Before the 2016 election, a study found that 70 percent of undocumented immigrants and 44 percent of all Latinos were less likely to contact law enforcement authorities if they were a victim of a crime for fear that police would ask them or people they know about their immigration status. After the election, it got even worse: During the first six months of Donald Trump’s tenure as president, as he filled the airwaves with anti-immigrant rhetoric, reporting of domestic violence among San Francisco’s Latino population dropped 18 percent compared to the same time period in 2016.

These stories, these statistics, and the era of immigration agents stalking undocumented immigrants in our courthouses are terrifying and make our communities less safe. That is why we partnered to propose Senate Bill 785, which prevents the disclosure of people’s immigration status in court when that status is irrelevant to the case.

Someone’s status should not be exploited at the expense of public safety, and we do not want witnesses and victims to be fearful that coming forward to report crimes or to testify in court will result in the reckless exposure of their immigration status.

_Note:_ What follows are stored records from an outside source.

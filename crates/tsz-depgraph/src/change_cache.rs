//! The `ChangeCache` adapter and its default filesystem-backed implementation.
//!
//! Grounded on `tsz-cli`'s incremental-build contract (`BuildInfo` /
//! `ChangeTracker` / `compute_file_version`, observed through
//! `incremental_tests.rs`): a per-file version string derived from content,
//! diffed against the last-reconciled snapshot.

use rustc_hash::{FxHashMap, FxHashSet};
use serde::{Deserialize, Serialize};
use std::cell::RefCell;
use std::fs::File;
use std::path::{Path, PathBuf};
use std::time::UNIX_EPOCH;

/// Thin contract over an external file-change detector.
pub trait ChangeCache {
    /// Pure query against the last reconciled snapshot: the return value
    /// depends only on the last-committed baseline, never changes as a
    /// side effect of being asked. (An implementation may still use
    /// interior mutability to remember which paths it has been asked
    /// about, purely so `reconcile` knows what to snapshot next — see
    /// [`FileChangeCache`].)
    fn has_changed(&self, path: &Path) -> bool;
    /// Subset of `paths` that differ from the snapshot.
    fn updated_among(&self, paths: &[PathBuf]) -> Vec<PathBuf> {
        paths
            .iter()
            .filter(|p| self.has_changed(p))
            .cloned()
            .collect()
    }
    /// Forget a path's snapshot, marking it changed for the next query.
    fn remove_entry(&mut self, path: &Path);
    /// Commit current on-disk state as the new baseline, for every path
    /// the cache has been asked about (via `has_changed`/`updated_among`)
    /// since the last reconcile, plus everything already in the baseline.
    fn reconcile(&mut self, persist: bool) -> anyhow::Result<()>;
    fn destroy(&mut self) -> anyhow::Result<()>;
}

/// A `(length, mtime_nanos, short content hash)` snapshot for one file.
#[derive(Debug, Clone, PartialEq, Eq, Serialize, Deserialize)]
struct FileSnapshot {
    len: u64,
    mtime_nanos: u128,
    hash: u64,
}

/// Default `ChangeCache`: a JSON snapshot of `(len, mtime, hash)` per
/// tracked path, persisted as `file-entry.cache.json` — opaque to the core,
/// owned entirely by this implementation.
pub struct FileChangeCache {
    path: PathBuf,
    baseline: FxHashMap<PathBuf, FileSnapshot>,
    /// Paths asked about since the last reconcile, so `reconcile` knows
    /// what to snapshot even though it takes no path argument itself.
    queried: RefCell<FxHashSet<PathBuf>>,
    dirty: bool,
}

impl FileChangeCache {
    /// Missing or corrupt snapshot file is a cold start: every path is
    /// reported changed until the first `reconcile`.
    pub fn open(path: impl Into<PathBuf>) -> anyhow::Result<Self> {
        let path = path.into();
        let baseline = match File::open(&path) {
            Ok(file) => {
                let reader = std::io::BufReader::new(file);
                serde_json::from_reader(reader).unwrap_or_default()
            }
            Err(_) => FxHashMap::default(),
        };
        Ok(Self {
            path,
            baseline,
            queried: RefCell::new(FxHashSet::default()),
            dirty: false,
        })
    }

    fn current_snapshot(path: &Path) -> Option<FileSnapshot> {
        let metadata = std::fs::metadata(path).ok()?;
        let mtime_nanos = metadata
            .modified()
            .ok()
            .and_then(|t| t.duration_since(UNIX_EPOCH).ok())
            .map(|d| d.as_nanos())
            .unwrap_or(0);
        let content = std::fs::read(path).ok()?;
        Some(FileSnapshot {
            len: metadata.len(),
            mtime_nanos,
            hash: hash_bytes(&content),
        })
    }
}

impl ChangeCache for FileChangeCache {
    fn has_changed(&self, path: &Path) -> bool {
        self.queried.borrow_mut().insert(path.to_path_buf());

        let Some(current) = Self::current_snapshot(path) else {
            // A path that can no longer be read is treated as changed.
            return true;
        };
        match self.baseline.get(path) {
            Some(previous) => previous != &current,
            None => true,
        }
    }

    fn remove_entry(&mut self, path: &Path) {
        self.baseline.remove(path);
        self.queried.get_mut().remove(path);
        self.dirty = true;
    }

    fn reconcile(&mut self, persist: bool) -> anyhow::Result<()> {
        let paths: Vec<PathBuf> = self
            .baseline
            .keys()
            .cloned()
            .chain(self.queried.get_mut().drain())
            .collect::<FxHashSet<_>>()
            .into_iter()
            .collect();
        for path in paths {
            match Self::current_snapshot(&path) {
                Some(snapshot) => {
                    self.baseline.insert(path, snapshot);
                }
                None => {
                    self.baseline.remove(&path);
                }
            }
        }
        self.dirty = true;
        if persist {
            self.persist()?;
        }
        Ok(())
    }

    fn destroy(&mut self) -> anyhow::Result<()> {
        self.baseline.clear();
        self.queried.get_mut().clear();
        self.dirty = false;
        if self.path.exists() {
            std::fs::remove_file(&self.path)?;
        }
        Ok(())
    }
}

impl FileChangeCache {
    /// Record a path into the baseline at its current on-disk state,
    /// called by the core whenever it decides a path is now known.
    pub fn track(&mut self, path: &Path) {
        if let Some(snapshot) = Self::current_snapshot(path) {
            self.baseline.insert(path.to_path_buf(), snapshot);
            self.dirty = true;
        }
    }

    pub fn persist(&mut self) -> anyhow::Result<()> {
        if !self.dirty {
            return Ok(());
        }
        if let Some(parent) = self.path.parent() {
            std::fs::create_dir_all(parent)?;
        }
        let file = File::create(&self.path)?;
        let writer = std::io::BufWriter::new(file);
        serde_json::to_writer(writer, &self.baseline)?;
        self.dirty = false;
        Ok(())
    }
}

/// Non-cryptographic content hash; this cache only needs to distinguish
/// "same bytes" from "different bytes", not resist tampering.
fn hash_bytes(bytes: &[u8]) -> u64 {
    use std::hash::{Hash, Hasher};
    let mut hasher = rustc_hash::FxHasher::default();
    bytes.hash(&mut hasher);
    hasher.finish()
}

#[cfg(test)]
mod tests {
    use super::*;
    use tempfile::TempDir;

    #[test]
    fn unknown_path_is_changed() {
        let dir = TempDir::new().unwrap();
        let cache = FileChangeCache::open(dir.path().join("file-entry.cache.json")).unwrap();
        let file = dir.path().join("a.ts");
        std::fs::write(&file, "content").unwrap();
        assert!(cache.has_changed(&file));
    }

    #[test]
    fn reconcile_then_unchanged_file_reports_unchanged() {
        let dir = TempDir::new().unwrap();
        let file = dir.path().join("a.ts");
        std::fs::write(&file, "content").unwrap();

        let mut cache = FileChangeCache::open(dir.path().join("file-entry.cache.json")).unwrap();
        cache.track(&file);
        cache.reconcile(false).unwrap();

        assert!(!cache.has_changed(&file));
    }

    #[test]
    fn modifying_content_is_detected() {
        let dir = TempDir::new().unwrap();
        let file = dir.path().join("a.ts");
        std::fs::write(&file, "content").unwrap();

        let mut cache = FileChangeCache::open(dir.path().join("file-entry.cache.json")).unwrap();
        cache.track(&file);
        cache.reconcile(false).unwrap();
        assert!(!cache.has_changed(&file));

        std::fs::write(&file, "different content").unwrap();
        assert!(cache.has_changed(&file));
    }

    #[test]
    fn remove_entry_forces_changed() {
        let dir = TempDir::new().unwrap();
        let file = dir.path().join("a.ts");
        std::fs::write(&file, "content").unwrap();

        let mut cache = FileChangeCache::open(dir.path().join("file-entry.cache.json")).unwrap();
        cache.track(&file);
        cache.reconcile(false).unwrap();
        assert!(!cache.has_changed(&file));

        cache.remove_entry(&file);
        assert!(cache.has_changed(&file));
    }

    #[test]
    fn persist_then_reopen_roundtrips() {
        let dir = TempDir::new().unwrap();
        let file = dir.path().join("a.ts");
        std::fs::write(&file, "content").unwrap();
        let cache_path = dir.path().join("file-entry.cache.json");

        let mut cache = FileChangeCache::open(&cache_path).unwrap();
        cache.track(&file);
        cache.reconcile(true).unwrap();

        let reopened = FileChangeCache::open(&cache_path).unwrap();
        assert!(!reopened.has_changed(&file));
    }
}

Under SB 785, attorneys are prohibited from asking a witness about his or her immigration status unless the attorney first seeks a ruling from the judges (outside of a public courtroom) that the witness’s immigration status is relevant to the case. If the judge rules that immigration status is relevant and admissible, it can then be raised in open court.

But if a judge determines that immigration status has no bearing on the case – which is frequently the case – then it cannot be raised in open court, and it cannot be used to intimidate someone from coming forward and participating in our system of justice.

SB 785 does not dictate whether or not immigration status is admissible. Rather, it ensures that immigration status will be raised in open court only if a judge first decides that it is admissible.

SB 785 has already passed the California State Senate with bipartisan support. It is currently moving through the State Assembly. To protect public safety and the fair administration of justice, the Legislature needs to pass this important bill. Our courthouses should be places where we deliver justice to the people, not deliver people to federal immigration authorities.